Néanmoins, comme en témoigne l'entretien donné par la ministre de la Cohésion des territoires au journal Le Monde , le 4 avril 2019, le Gouvernement semblait alors frileux et peu désireux de s'engager dans la voie proposée par les élus, paraissant privilégier la déconcentration, au détriment de la décentralisation. La ministre affirmait en effet : « Ce que je constate, c'est que, dans les réunions du Grand débat, peu de personnes nous parlent de décentralisation [...] Si nous commençons, à la sortie du grand débat, par raisonner en termes de partage de pouvoirs entre les uns et les autres, nous serons à côté de la plaque [...] Derrière le mot proximité, les gens demandent aussi la proximité de l'État. »

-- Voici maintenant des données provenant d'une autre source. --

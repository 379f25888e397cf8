use crate::generator::random::RandomFill;
use anyhow::{bail, Context};
use matcore::{Element, EngineConfig, Operation};
use serde::{Deserialize, Serialize};
use std::fs;
use std::path::Path;

/// A matrix declared up front in a workflow.
#[derive(Clone, Debug, Serialize, Deserialize)]
pub struct MatrixDecl {
    pub name: String,
    pub rows: usize,
    pub cols: usize,
    /// Leading row-major values; missing slots stay zero.
    #[serde(default)]
    pub values: Vec<Element>,
    /// Fill every slot from a seeded generator instead of `values`.
    #[serde(default)]
    pub random: Option<RandomFill>,
    #[serde(default)]
    pub display: bool,
}

#[derive(Clone, Copy, Debug, PartialEq, Eq, Serialize, Deserialize)]
#[serde(rename_all = "snake_case")]
pub enum StepKind {
    Add,
    Sub,
    Mul,
    MulScalar,
    Transpose,
}

/// One operation in the pipeline. Operands refer to declared matrices or to
/// results of earlier steps, by derived name or alias.
#[derive(Clone, Debug, Serialize, Deserialize)]
pub struct StepDecl {
    pub op: StepKind,
    pub lhs: String,
    #[serde(default)]
    pub rhs: Option<String>,
    #[serde(default)]
    pub scalar: Option<Element>,
    /// Register the result under this key instead of its derived name.
    #[serde(default)]
    pub alias: Option<String>,
    #[serde(default = "default_display")]
    pub display: bool,
}

fn default_display() -> bool {
    true
}

impl StepDecl {
    pub fn operation(&self) -> anyhow::Result<Operation> {
        let op = match self.op {
            StepKind::Add => Operation::Add,
            StepKind::Sub => Operation::Sub,
            StepKind::Mul => Operation::Mul,
            StepKind::Transpose => Operation::Transpose,
            StepKind::MulScalar => match self.scalar {
                Some(scalar) => Operation::MulScalar(scalar),
                None => bail!("mul_scalar step on {} is missing `scalar`", self.lhs),
            },
        };
        if op.arity() == 2 && self.rhs.is_none() {
            bail!("{} step on {} is missing `rhs`", op, self.lhs);
        }
        if let (1, Some(rhs)) = (op.arity(), self.rhs.as_deref()) {
            bail!("{} step on {} takes no `rhs`, got {}", op, self.lhs, rhs);
        }
        if self.op != StepKind::MulScalar && self.scalar.is_some() {
            bail!("{} step on {} takes no `scalar`", op, self.lhs);
        }
        Ok(op)
    }
}

#[derive(Clone, Debug, Serialize, Deserialize)]
pub struct WorkflowConfig {
    #[serde(default)]
    pub engine: EngineConfig,
    pub matrices: Vec<MatrixDecl>,
    #[serde(default)]
    pub steps: Vec<StepDecl>,
}

impl WorkflowConfig {
    pub fn load<P: AsRef<Path>>(path: P) -> anyhow::Result<Self> {
        let path_ref = path.as_ref();
        let contents = fs::read_to_string(path_ref)
            .with_context(|| format!("reading workflow config {}", path_ref.display()))?;
        let config: WorkflowConfig = serde_yaml::from_str(&contents)
            .with_context(|| format!("parsing workflow config {}", path_ref.display()))?;
        Ok(config)
    }

    /// Alpha (3x2) times Beta (2x3), displaying both inputs and the product.
    pub fn demo() -> Self {
        Self {
            engine: EngineConfig::default(),
            matrices: vec![
                MatrixDecl {
                    name: "Alpha".into(),
                    rows: 3,
                    cols: 2,
                    values: vec![3, 0, -1, 2, 1, 1],
                    random: None,
                    display: true,
                },
                MatrixDecl {
                    name: "Beta".into(),
                    rows: 2,
                    cols: 3,
                    values: vec![1, 4, 2, 3, 1, 5],
                    random: None,
                    display: true,
                },
            ],
            steps: vec![StepDecl {
                op: StepKind::Mul,
                lhs: "Alpha".into(),
                rhs: Some("Beta".into()),
                scalar: None,
                alias: None,
                display: true,
            }],
        }
    }
}
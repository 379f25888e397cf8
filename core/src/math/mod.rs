pub mod interop;
pub mod matrix;
pub mod ops;

pub use matrix::{Element, Matrix, Rows};
pub use ops::Operation;
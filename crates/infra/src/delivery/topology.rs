//! Exchange, queue and binding layout of the pipeline.

use tracing::info;

use stockrelay_events::{Broker, BrokerError, QueueBinding};
use stockrelay_products::{EXCHANGE, routing_keys};

/// Durable queue names, one per event type.
pub mod queues {
    pub const PRODUCT_CREATED: &str = "product-created-queue";
    pub const PRODUCT_UPDATED: &str = "product-updated-queue";
    pub const PRODUCT_DELETED: &str = "product-deleted-queue";

    /// Receives every dead-lettered envelope.
    pub const ERRORS: &str = "inventory-error-queue";
}

pub const ERROR_EXCHANGE: &str = "inventory.errors";

/// One topic exchange per bounded context, one queue per event type, plus an
/// error exchange whose queue (bound with `#`) collects diverted messages.
#[derive(Debug, Clone, PartialEq, Eq)]
pub struct Topology {
    exchange: String,
    bindings: Vec<QueueBinding>,
    error_exchange: String,
    error_queue: String,
}

impl Topology {
    pub fn new(exchange: impl Into<String>) -> Self {
        let exchange = exchange.into();
        Self {
            error_exchange: format!("{exchange}.errors"),
            error_queue: format!("{exchange}-error-queue"),
            exchange,
            bindings: Vec::new(),
        }
    }

    /// The inventory context: `product.{created,updated,deleted}` each to its own queue.
    pub fn inventory() -> Self {
        Self::products(EXCHANGE).with_error_channel(ERROR_EXCHANGE, queues::ERRORS)
    }

    /// Product queues bound to `exchange`; the error channel is named after it.
    pub fn products(exchange: impl Into<String>) -> Self {
        Self::new(exchange)
            .with_queue(queues::PRODUCT_CREATED, routing_keys::PRODUCT_CREATED)
            .with_queue(queues::PRODUCT_UPDATED, routing_keys::PRODUCT_UPDATED)
            .with_queue(queues::PRODUCT_DELETED, routing_keys::PRODUCT_DELETED)
    }

    pub fn with_queue(mut self, queue: impl Into<String>, binding_key: impl Into<String>) -> Self {
        self.bindings
            .push(QueueBinding::new(self.exchange.clone(), queue, binding_key));
        self
    }

    pub fn with_error_channel(
        mut self,
        error_exchange: impl Into<String>,
        error_queue: impl Into<String>,
    ) -> Self {
        self.error_exchange = error_exchange.into();
        self.error_queue = error_queue.into();
        self
    }

    pub fn exchange(&self) -> &str {
        &self.exchange
    }

    pub fn error_exchange(&self) -> &str {
        &self.error_exchange
    }

    pub fn error_queue(&self) -> &str {
        &self.error_queue
    }

    pub fn bindings(&self) -> &[QueueBinding] {
        &self.bindings
    }

    /// Consumer queues (the error queue is not one of them).
    pub fn queues(&self) -> impl Iterator<Item = &str> {
        self.bindings.iter().map(|b| b.queue.as_str())
    }

    /// Declare exchanges, queues and bindings. Safe to run on every startup.
    pub async fn declare<B: Broker + ?Sized>(&self, broker: &B) -> Result<(), BrokerError> {
        broker.declare_exchange(&self.exchange).await?;
        for binding in &self.bindings {
            broker.bind_queue(binding).await?;
        }

        broker.declare_exchange(&self.error_exchange).await?;
        broker
            .bind_queue(&QueueBinding::new(
                self.error_exchange.clone(),
                self.error_queue.clone(),
                "#",
            ))
            .await?;

        info!(
            exchange = %self.exchange,
            queues = self.bindings.len(),
            error_exchange = %self.error_exchange,
            "topology declared"
        );
        Ok(())
    }
}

En définitive, et en guise de conclusion au « Grand débat national », le 25 avril 2019, le président de la République avait annoncé une série de mesures pour répondre à la crise des « Gilets jaunes ». S'agissant de la décentralisation, le propos était net : « Je souhaite ouvrir un nouvel acte de décentralisation, adapté à chaque territoire, qui doit porter sur le logement, le transport, la transition écologique. ». Le président de la République ajoutait : « [...] je souhaite qu'il puisse y avoir un geste de décentralisation extrêmement clair et avec celui-ci un principe : la différenciation territoriale. [...] Cette réforme, cet acte de décentralisation devra aboutir pour le premier trimestre 2020 . ».

Pour mettre en oeuvre ces annonces, le 29 avril 2019, le Gouvernement déposait un nouveau texte de révision constitutionnelle 3 ( * ) qui autorisait notamment, sous certaines conditions, une différenciation territoriale, mais ne faisait que reprendre, sur ce point, le texte proposé par le précédent projet de l'exécutif 4 ( * ) . En mai 2019 était par ailleurs annoncé un projet de décentralisation qui devait être porté début 2020 par Sébastien Lecornu, alors ministre chargé des Collectivités territoriales. À la mi-juin, le projet gouvernemental était précisé et comportait maintenant deux volets : d'une part, un projet de loi dit « engagement et proximité », porté par Sébastien Lecornu, davantage centré sur le statut des élus et inspiré notamment par les propositions de la délégation aux collectivités relatives au statut de l'élu local 5 ( * ) , et, d'autre part, un « nouvel acte de la décentralisation », que certains appelleraient rapidement « 3D » (pour décentralisation, différenciation, déconcentration) qui devait être proposé par Jacqueline Gourault, ministre de la Cohésion des territoires et des Relations avec les collectivités territoriales, à la fin du premier semestre 2020.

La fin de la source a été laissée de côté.